Task brief:
The complete set of records below must be repeated precisely as given.

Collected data
________________

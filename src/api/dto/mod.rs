//! Data Transfer Objects for API requests and responses.

pub mod health;
pub mod order;
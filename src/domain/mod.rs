//! Domain layer containing the order entity and the storage contract.
//!
//! # Architecture
//!
//! - [`entities`] - Order data structures and update semantics
//! - [`repositories`] - Storage trait implemented by the infrastructure layer
//!
//! Identifier assignment lives in [`crate::application::services::OrderService`];
//! the domain layer only knows how to hold and patch orders.

pub mod entities;
pub mod repositories;
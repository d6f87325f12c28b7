//! Top-level router configuration.
//!
//! # Route Structure
//!
//! - `/order`, `/order/{id}` - Order API
//! - `GET /health`           - Store occupancy
//!
//! # Middleware
//!
//! - **Tracing** - Structured request/response logging
//! - **Path normalization** - Trailing slash handling

use crate::api;
use crate::api::handlers::health_handler;
use crate::api::middleware::tracing as request_tracing;
use crate::state::AppState;
use axum::Router;
use axum::routing::get;
use tower::Layer;
use tower_http::normalize_path::{NormalizePath, NormalizePathLayer};

/// Builds the routed application with state and tracing attached.
pub fn api_router(state: AppState) -> Router {
    Router::new()
        .merge(api::routes::order_routes())
        .route("/health", get(health_handler))
        .with_state(state)
        .layer(request_tracing::layer())
}

/// Constructs the application service served by [`crate::server::run`].
///
/// Wraps [`api_router`] so that `/order/` and `/order` resolve to the same route.
pub fn app_router(state: AppState) -> NormalizePath<Router> {
    NormalizePathLayer::trim_trailing_slash().layer(api_router(state))
}
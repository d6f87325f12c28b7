//! Handlers for the order endpoints.

use axum::{
    Json,
    body::Bytes,
    extract::{Path, State, rejection::PathRejection},
    http::{HeaderMap, StatusCode, header},
    response::IntoResponse,
};
use serde_json::Value;

use crate::api::dto::order::{
    CreatedOrderResponse, DeletedOrderResponse, OrderResponse, parse_record,
};
use crate::domain::entities::OrderId;
use crate::error::AppError;
use crate::state::AppState;
use crate::utils::order_uri::{order_uri, request_origin};

/// Creates an order from an arbitrary JSON record.
///
/// # Endpoint
///
/// `POST /order`
///
/// # Response
///
/// **201 Created** with `Location: {scheme}://{host}/order/{id}` and
///
/// ```json
/// { "id": 4, "uri": "http://localhost:3000/order/4" }
/// ```
///
/// # Errors
///
/// - **400** if the body is missing, `null` or not JSON, or the `Host` header is invalid
/// - **503** if every identifier in the configured range is in use
pub async fn create_order_handler(
    State(state): State<AppState>,
    headers: HeaderMap,
    body: Bytes,
) -> Result<impl IntoResponse, AppError> {
    let origin = request_origin(&headers, &state.public_host)?;
    let record = parse_record(&body)?;

    let order = state.order_service.create(record)?;
    let uri = order_uri(&origin, order.id);

    Ok((
        StatusCode::CREATED,
        [(header::LOCATION, uri.clone())],
        Json(CreatedOrderResponse { id: order.id, uri }),
    ))
}

/// Lists every stored order.
///
/// # Endpoint
///
/// `GET /order`
///
/// # Response
///
/// ```json
/// [ { "id": 4, "order": { "item": "latte" }, "created_at": "...", "updated_at": "..." } ]
/// ```
pub async fn list_orders_handler(
    State(state): State<AppState>,
) -> Result<Json<Vec<OrderResponse>>, AppError> {
    let orders = state.order_service.list()?;
    Ok(Json(orders.into_iter().map(OrderResponse::from).collect()))
}

/// Returns the stored record for an order.
///
/// # Endpoint
///
/// `GET /order/{id}`
///
/// # Errors
///
/// - **400** if `id` is not a non-negative integer
/// - **404** if no order has this identifier
pub async fn get_order_handler(
    State(state): State<AppState>,
    path: Result<Path<OrderId>, PathRejection>,
) -> Result<Json<Value>, AppError> {
    let Path(id) = path?;
    let order = state.order_service.get(id)?;
    Ok(Json(order.record))
}

/// Replaces (or merges, when configured) the record of an existing order.
///
/// # Endpoint
///
/// `PUT /order/{id}`
///
/// # Response
///
/// **200 OK** with the record as stored after the update.
///
/// # Errors
///
/// - **400** if `id` is invalid or the body is missing, `null` or not JSON
/// - **404** if no order has this identifier
pub async fn update_order_handler(
    State(state): State<AppState>,
    path: Result<Path<OrderId>, PathRejection>,
    body: Bytes,
) -> Result<Json<Value>, AppError> {
    let Path(id) = path?;
    let record = parse_record(&body)?;

    let order = state.order_service.update(id, record)?;
    Ok(Json(order.record))
}

/// Deletes an order.
///
/// # Endpoint
///
/// `DELETE /order/{id}`
///
/// # Errors
///
/// - **400** if `id` is invalid
/// - **404** if no order has this identifier
pub async fn delete_order_handler(
    State(state): State<AppState>,
    path: Result<Path<OrderId>, PathRejection>,
) -> Result<Json<DeletedOrderResponse>, AppError> {
    let Path(id) = path?;
    state.order_service.delete(id)?;
    Ok(Json(DeletedOrderResponse { id, deleted: true }))
}
//! Business logic services for the application layer.

pub mod order_service;

pub use order_service::OrderService;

________________

Task result:
filename src/api/dto/mod.rs
//! Data Transfer Objects for API requests and responses.

pub mod health;
pub mod order;
filename src/domain/mod.rs
//! Domain layer containing the order entity and the storage contract.
//!
//! # Architecture
//!
//! - [`entities`] - Order data structures and update semantics
//! - [`repositories`] - Storage trait implemented by the infrastructure layer
//!
//! Identifier assignment lives in [`crate::application::services::OrderService`];
//! the domain layer only knows how to hold and patch orders.

pub mod entities;
pub mod repositories;
repository d6f87325f12c28b7
//! Top-level router configuration.
//!
//! # Route Structure
//!
//! - `/order`, `/order/{id}` - Order API
//! - `GET /health`           - Store occupancy
//!
//! # Middleware
//!
//! - **Tracing** - Structured request/response logging
//! - **Path normalization** - Trailing slash handling

use crate::api;
use crate::api::handlers::health_handler;
use crate::api::middleware::tracing as request_tracing;
use crate::state::AppState;
use axum::Router;
use axum::routing::get;
use tower::Layer;
use tower_http::normalize_path::{NormalizePath, NormalizePathLayer};

/// Builds the routed application with state and tracing attached.
pub fn api_router(state: AppState) -> Router {
    Router::new()
        .merge(api::routes::order_routes())
        .route("/health", get(health_handler))
        .with_state(state)
        .layer(request_tracing::layer())
}

/// Constructs the application service served by [`crate::server::run`].
///
/// Wraps [`api_router`] so that `/order/` and `/order` resolve to the same route.
pub fn app_router(state: AppState) -> NormalizePath<Router> {
    NormalizePathLayer::trim_trailing_slash().layer(api_router(state))
}
repository d6f87325f12c28b7
//! Handlers for the order endpoints.

use axum::{
    Json,
    body::Bytes,
    extract::{Path, State, rejection::PathRejection},
    http::{HeaderMap, StatusCode, header},
    response::IntoResponse,
};
use serde_json::Value;

use crate::api::dto::order::{
    CreatedOrderResponse, DeletedOrderResponse, OrderResponse, parse_record,
};
use crate::domain::entities::OrderId;
use crate::error::AppError;
use crate::state::AppState;
use crate::utils::order_uri::{order_uri, request_origin};

/// Creates an order from an arbitrary JSON record.
///
/// # Endpoint
///
/// `POST /order`
///
/// # Response
///
/// **201 Created** with `Location: {scheme}://{host}/order/{id}` and
///
/// ```json
/// { "id": 4, "uri": "http://localhost:3000/order/4" }
/// ```
///
/// # Errors
///
/// - **400** if the body is missing, `null` or not JSON, or the `Host` header is invalid
/// - **503** if every identifier in the configured range is in use
pub async fn create_order_handler(
    State(state): State<AppState>,
    headers: HeaderMap,
    body: Bytes,
) -> Result<impl IntoResponse, AppError> {
    let origin = request_origin(&headers, &state.public_host)?;
    let record = parse_record(&body)?;

    let order = state.order_service.create(record)?;
    let uri = order_uri(&origin, order.id);

    Ok((
        StatusCode::CREATED,
        [(header::LOCATION, uri.clone())],
        Json(CreatedOrderResponse { id: order.id, uri }),
    ))
}

/// Lists every stored order.
///
/// # Endpoint
///
/// `GET /order`
///
/// # Response
///
/// ```json
/// [ { "id": 4, "order": { "item": "latte" }, "created_at": "...", "updated_at": "..." } ]
/// ```
pub async fn list_orders_handler(
    State(state): State<AppState>,
) -> Result<Json<Vec<OrderResponse>>, AppError> {
    let orders = state.order_service.list()?;
    Ok(Json(orders.into_iter().map(OrderResponse::from).collect()))
}

/// Returns the stored record for an order.
///
/// # Endpoint
///
/// `GET /order/{id}`
///
/// # Errors
///
/// - **400** if `id` is not a non-negative integer
/// - **404** if no order has this identifier
pub async fn get_order_handler(
    State(state): State<AppState>,
    path: Result<Path<OrderId>, PathRejection>,
) -> Result<Json<Value>, AppError> {
    let Path(id) = path?;
    let order = state.order_service.get(id)?;
    Ok(Json(order.record))
}

/// Replaces (or merges, when configured) the record of an existing order.
///
/// # Endpoint
///
/// `PUT /order/{id}`
///
/// # Response
///
/// **200 OK** with the record as stored after the update.
///
/// # Errors
///
/// - **400** if `id` is invalid or the body is missing, `null` or not JSON
/// - **404** if no order has this identifier
pub async fn update_order_handler(
    State(state): State<AppState>,
    path: Result<Path<OrderId>, PathRejection>,
    body: Bytes,
) -> Result<Json<Value>, AppError> {
    let Path(id) = path?;
    let record = parse_record(&body)?;

    let order = state.order_service.update(id, record)?;
    Ok(Json(order.record))
}

/// Deletes an order.
///
/// # Endpoint
///
/// `DELETE /order/{id}`
///
/// # Errors
///
/// - **400** if `id` is invalid
/// - **404** if no order has this identifier
pub async fn delete_order_handler(
    State(state): State<AppState>,
    path: Result<Path<OrderId>, PathRejection>,
) -> Result<Json<DeletedOrderResponse>, AppError> {
    let Path(id) = path?;
    state.order_service.delete(id)?;
    Ok(Json(DeletedOrderResponse { id, deleted: true }))
}
//! Business logic services for the application layer.

pub mod order_service;

pub use order_service::OrderService;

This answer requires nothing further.